■ **Instructions for the task**
Search term "return": copy each line of the records that contains it.

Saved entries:

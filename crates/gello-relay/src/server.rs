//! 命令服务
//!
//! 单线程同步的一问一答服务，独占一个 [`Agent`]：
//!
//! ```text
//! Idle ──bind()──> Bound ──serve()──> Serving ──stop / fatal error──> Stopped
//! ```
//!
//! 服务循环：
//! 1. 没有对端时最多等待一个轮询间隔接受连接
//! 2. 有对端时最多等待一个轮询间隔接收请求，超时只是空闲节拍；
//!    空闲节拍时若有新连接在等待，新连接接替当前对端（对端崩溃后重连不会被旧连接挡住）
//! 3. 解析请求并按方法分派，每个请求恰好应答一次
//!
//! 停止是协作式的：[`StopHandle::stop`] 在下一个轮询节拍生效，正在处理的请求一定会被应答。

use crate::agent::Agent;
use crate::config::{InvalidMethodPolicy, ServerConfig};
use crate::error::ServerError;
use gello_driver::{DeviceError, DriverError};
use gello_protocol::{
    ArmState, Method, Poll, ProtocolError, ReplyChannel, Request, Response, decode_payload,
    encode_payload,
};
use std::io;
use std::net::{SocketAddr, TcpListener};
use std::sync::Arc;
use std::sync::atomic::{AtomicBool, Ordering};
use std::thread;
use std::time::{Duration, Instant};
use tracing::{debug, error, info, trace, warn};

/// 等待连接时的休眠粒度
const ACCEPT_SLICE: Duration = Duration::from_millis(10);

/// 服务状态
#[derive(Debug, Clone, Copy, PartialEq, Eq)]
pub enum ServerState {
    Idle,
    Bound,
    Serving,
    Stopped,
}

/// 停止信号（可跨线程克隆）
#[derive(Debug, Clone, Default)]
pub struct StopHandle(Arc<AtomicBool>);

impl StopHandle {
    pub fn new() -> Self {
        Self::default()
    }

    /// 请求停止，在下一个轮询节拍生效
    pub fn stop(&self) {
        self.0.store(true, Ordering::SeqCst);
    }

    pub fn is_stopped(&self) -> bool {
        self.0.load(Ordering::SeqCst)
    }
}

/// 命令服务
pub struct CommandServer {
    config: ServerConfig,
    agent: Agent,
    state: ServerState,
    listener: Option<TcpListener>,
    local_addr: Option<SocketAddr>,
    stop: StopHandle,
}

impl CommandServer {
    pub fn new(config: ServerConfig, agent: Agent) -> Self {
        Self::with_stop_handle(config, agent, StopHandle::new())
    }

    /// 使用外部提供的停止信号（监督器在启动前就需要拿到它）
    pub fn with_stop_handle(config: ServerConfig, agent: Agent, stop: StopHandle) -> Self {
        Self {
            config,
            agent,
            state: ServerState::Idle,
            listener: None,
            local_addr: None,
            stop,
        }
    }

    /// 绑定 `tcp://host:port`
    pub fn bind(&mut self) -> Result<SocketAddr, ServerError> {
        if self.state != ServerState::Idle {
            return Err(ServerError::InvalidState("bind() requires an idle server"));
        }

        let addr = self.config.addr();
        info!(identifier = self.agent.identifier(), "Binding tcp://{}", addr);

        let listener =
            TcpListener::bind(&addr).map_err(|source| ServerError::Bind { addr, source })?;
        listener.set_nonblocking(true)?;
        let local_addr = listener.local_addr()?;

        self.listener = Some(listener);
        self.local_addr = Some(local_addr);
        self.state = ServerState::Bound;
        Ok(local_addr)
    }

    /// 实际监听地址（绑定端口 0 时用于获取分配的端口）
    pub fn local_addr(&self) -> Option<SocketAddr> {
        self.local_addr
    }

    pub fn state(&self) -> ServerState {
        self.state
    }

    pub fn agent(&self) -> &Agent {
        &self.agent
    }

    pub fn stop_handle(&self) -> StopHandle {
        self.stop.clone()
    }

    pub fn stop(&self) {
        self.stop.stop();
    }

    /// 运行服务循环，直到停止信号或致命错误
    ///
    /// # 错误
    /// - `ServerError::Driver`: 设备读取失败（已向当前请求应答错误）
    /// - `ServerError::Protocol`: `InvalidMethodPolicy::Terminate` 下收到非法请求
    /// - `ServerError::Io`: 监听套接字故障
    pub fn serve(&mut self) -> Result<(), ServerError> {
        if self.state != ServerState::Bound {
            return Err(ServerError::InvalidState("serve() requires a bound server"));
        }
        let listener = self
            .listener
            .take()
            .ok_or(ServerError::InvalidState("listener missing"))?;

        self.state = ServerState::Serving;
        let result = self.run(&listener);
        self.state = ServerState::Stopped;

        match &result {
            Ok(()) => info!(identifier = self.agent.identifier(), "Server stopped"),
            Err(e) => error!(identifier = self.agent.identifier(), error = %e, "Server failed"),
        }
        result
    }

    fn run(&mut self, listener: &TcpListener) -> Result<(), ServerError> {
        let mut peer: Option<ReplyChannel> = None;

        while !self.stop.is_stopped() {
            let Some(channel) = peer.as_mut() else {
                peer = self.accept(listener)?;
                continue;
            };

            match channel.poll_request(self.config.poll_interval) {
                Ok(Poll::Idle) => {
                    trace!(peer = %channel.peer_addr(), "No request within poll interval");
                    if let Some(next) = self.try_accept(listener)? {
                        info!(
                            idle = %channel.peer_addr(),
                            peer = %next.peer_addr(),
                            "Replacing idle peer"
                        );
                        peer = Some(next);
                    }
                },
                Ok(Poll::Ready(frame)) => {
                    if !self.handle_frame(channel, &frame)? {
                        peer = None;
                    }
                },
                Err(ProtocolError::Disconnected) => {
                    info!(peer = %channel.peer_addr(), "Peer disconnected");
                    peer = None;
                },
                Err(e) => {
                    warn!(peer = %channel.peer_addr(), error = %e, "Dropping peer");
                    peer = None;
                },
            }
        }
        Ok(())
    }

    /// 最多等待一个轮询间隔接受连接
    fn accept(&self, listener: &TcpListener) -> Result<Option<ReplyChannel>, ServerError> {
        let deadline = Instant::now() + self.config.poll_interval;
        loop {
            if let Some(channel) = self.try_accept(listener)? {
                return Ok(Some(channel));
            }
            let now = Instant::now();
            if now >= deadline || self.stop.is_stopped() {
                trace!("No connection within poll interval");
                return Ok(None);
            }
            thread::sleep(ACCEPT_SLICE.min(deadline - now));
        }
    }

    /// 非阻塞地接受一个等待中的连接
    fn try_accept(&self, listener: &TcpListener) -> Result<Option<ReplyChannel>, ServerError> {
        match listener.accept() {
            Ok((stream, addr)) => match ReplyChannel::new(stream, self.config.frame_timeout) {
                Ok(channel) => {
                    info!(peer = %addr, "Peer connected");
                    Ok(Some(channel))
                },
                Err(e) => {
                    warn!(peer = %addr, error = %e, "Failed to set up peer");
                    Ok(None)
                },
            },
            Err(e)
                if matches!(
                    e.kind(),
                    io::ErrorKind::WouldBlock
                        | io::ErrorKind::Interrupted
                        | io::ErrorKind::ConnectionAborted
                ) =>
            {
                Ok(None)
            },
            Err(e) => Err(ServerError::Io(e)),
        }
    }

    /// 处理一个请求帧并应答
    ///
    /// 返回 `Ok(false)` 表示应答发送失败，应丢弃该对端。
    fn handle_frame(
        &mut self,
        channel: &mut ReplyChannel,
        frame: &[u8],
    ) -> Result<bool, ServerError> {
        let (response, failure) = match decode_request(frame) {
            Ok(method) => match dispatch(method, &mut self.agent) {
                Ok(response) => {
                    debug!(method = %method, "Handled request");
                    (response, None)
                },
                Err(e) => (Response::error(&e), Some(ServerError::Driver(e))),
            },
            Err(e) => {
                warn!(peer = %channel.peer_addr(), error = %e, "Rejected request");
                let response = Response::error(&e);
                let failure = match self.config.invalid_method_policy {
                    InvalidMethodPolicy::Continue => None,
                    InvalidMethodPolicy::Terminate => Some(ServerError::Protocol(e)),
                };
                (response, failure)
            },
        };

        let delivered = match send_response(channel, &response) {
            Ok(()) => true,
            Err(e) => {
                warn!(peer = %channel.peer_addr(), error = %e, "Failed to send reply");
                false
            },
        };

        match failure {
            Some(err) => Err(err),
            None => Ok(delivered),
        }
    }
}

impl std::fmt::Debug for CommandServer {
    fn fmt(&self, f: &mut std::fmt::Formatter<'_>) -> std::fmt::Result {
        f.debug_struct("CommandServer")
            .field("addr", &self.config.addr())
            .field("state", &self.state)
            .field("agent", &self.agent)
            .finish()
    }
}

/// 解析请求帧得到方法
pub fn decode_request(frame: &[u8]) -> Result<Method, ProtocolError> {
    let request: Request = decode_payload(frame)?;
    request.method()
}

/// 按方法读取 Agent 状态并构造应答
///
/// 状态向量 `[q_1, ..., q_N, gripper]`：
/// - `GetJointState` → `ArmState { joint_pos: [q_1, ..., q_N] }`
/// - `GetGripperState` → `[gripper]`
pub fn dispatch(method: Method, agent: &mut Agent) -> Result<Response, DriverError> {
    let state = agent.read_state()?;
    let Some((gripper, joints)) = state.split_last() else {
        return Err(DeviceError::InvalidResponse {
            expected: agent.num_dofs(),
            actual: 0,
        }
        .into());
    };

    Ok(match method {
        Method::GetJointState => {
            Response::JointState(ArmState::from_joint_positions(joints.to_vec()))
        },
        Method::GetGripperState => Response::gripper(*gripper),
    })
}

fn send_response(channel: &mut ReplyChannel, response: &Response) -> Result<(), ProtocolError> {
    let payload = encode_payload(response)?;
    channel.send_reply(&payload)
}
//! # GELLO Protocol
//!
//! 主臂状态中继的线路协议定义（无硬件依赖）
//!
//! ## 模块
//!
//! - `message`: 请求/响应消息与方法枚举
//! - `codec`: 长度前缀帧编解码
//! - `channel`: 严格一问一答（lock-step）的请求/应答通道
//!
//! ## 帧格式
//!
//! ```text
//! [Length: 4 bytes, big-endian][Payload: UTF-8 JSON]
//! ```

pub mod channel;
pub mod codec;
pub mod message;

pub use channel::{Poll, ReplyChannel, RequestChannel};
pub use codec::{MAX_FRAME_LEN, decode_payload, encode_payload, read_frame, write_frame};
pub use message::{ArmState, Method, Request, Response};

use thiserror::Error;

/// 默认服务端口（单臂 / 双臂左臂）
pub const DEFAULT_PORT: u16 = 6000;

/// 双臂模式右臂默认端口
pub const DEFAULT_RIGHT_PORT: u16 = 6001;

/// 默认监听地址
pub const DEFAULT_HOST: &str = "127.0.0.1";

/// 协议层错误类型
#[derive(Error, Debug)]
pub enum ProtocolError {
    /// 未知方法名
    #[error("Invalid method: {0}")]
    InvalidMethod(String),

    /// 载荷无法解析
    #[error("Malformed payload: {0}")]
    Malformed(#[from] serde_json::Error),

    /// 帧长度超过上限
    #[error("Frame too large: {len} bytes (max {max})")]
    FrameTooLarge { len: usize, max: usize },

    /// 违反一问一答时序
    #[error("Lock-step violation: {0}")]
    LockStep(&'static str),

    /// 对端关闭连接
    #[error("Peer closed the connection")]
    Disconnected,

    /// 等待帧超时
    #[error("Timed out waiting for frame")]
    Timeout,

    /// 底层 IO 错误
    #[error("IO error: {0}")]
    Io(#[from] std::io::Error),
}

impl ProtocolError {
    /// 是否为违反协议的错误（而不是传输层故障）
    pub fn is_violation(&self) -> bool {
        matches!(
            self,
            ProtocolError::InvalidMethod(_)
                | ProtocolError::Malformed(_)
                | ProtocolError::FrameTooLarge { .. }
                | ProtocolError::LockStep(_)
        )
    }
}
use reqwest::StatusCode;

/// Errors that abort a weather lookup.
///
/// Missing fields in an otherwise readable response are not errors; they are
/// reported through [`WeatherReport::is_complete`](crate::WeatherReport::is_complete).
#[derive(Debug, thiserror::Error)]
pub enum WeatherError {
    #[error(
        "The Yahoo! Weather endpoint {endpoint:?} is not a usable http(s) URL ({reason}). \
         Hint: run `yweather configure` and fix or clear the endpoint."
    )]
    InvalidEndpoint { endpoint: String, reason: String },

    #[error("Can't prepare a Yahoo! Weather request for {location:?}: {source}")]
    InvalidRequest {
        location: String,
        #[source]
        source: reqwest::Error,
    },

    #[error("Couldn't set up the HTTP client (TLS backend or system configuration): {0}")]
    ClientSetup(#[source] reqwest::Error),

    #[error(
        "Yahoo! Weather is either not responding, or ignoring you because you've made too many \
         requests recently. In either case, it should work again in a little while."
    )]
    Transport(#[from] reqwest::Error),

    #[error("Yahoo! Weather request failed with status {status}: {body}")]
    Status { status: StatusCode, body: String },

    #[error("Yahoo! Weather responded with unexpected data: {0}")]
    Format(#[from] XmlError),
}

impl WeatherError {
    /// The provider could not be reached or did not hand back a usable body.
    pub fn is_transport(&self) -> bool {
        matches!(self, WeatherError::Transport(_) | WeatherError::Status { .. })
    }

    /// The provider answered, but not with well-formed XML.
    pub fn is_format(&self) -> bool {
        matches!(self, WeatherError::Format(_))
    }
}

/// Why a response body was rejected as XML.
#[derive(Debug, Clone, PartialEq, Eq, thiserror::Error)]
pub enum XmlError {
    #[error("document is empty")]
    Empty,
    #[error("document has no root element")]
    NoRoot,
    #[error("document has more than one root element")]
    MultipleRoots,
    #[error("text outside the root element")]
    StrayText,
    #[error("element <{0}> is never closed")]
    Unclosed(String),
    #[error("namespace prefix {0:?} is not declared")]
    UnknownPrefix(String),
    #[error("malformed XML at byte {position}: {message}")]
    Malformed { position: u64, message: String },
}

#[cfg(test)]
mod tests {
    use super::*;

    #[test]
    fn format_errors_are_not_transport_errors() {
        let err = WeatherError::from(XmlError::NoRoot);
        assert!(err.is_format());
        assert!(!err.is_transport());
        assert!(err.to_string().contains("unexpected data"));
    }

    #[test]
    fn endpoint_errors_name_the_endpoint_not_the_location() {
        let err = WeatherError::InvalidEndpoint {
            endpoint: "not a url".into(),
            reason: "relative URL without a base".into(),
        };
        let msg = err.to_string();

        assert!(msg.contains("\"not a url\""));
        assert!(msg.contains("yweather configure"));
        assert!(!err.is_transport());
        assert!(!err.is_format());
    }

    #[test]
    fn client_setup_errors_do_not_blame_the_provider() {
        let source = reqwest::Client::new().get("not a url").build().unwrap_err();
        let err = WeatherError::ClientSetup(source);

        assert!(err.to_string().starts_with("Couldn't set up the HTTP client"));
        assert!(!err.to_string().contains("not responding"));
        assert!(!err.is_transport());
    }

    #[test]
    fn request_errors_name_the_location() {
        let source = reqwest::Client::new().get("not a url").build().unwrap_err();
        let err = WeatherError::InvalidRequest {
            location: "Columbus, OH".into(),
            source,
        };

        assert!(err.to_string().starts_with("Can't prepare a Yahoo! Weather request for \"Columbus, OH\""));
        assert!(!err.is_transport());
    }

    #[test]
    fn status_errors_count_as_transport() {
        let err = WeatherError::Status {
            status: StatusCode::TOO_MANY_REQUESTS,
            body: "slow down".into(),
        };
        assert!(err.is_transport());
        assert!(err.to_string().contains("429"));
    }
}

■ **Solution to the exercise**
            return Err(ServerError::InvalidState("bind() requires an idle server"));
            return Err(ServerError::InvalidState("serve() requires a bound server"));
                return Ok(Some(channel));
                return Ok(None);
        return Err(DeviceError::InvalidResponse {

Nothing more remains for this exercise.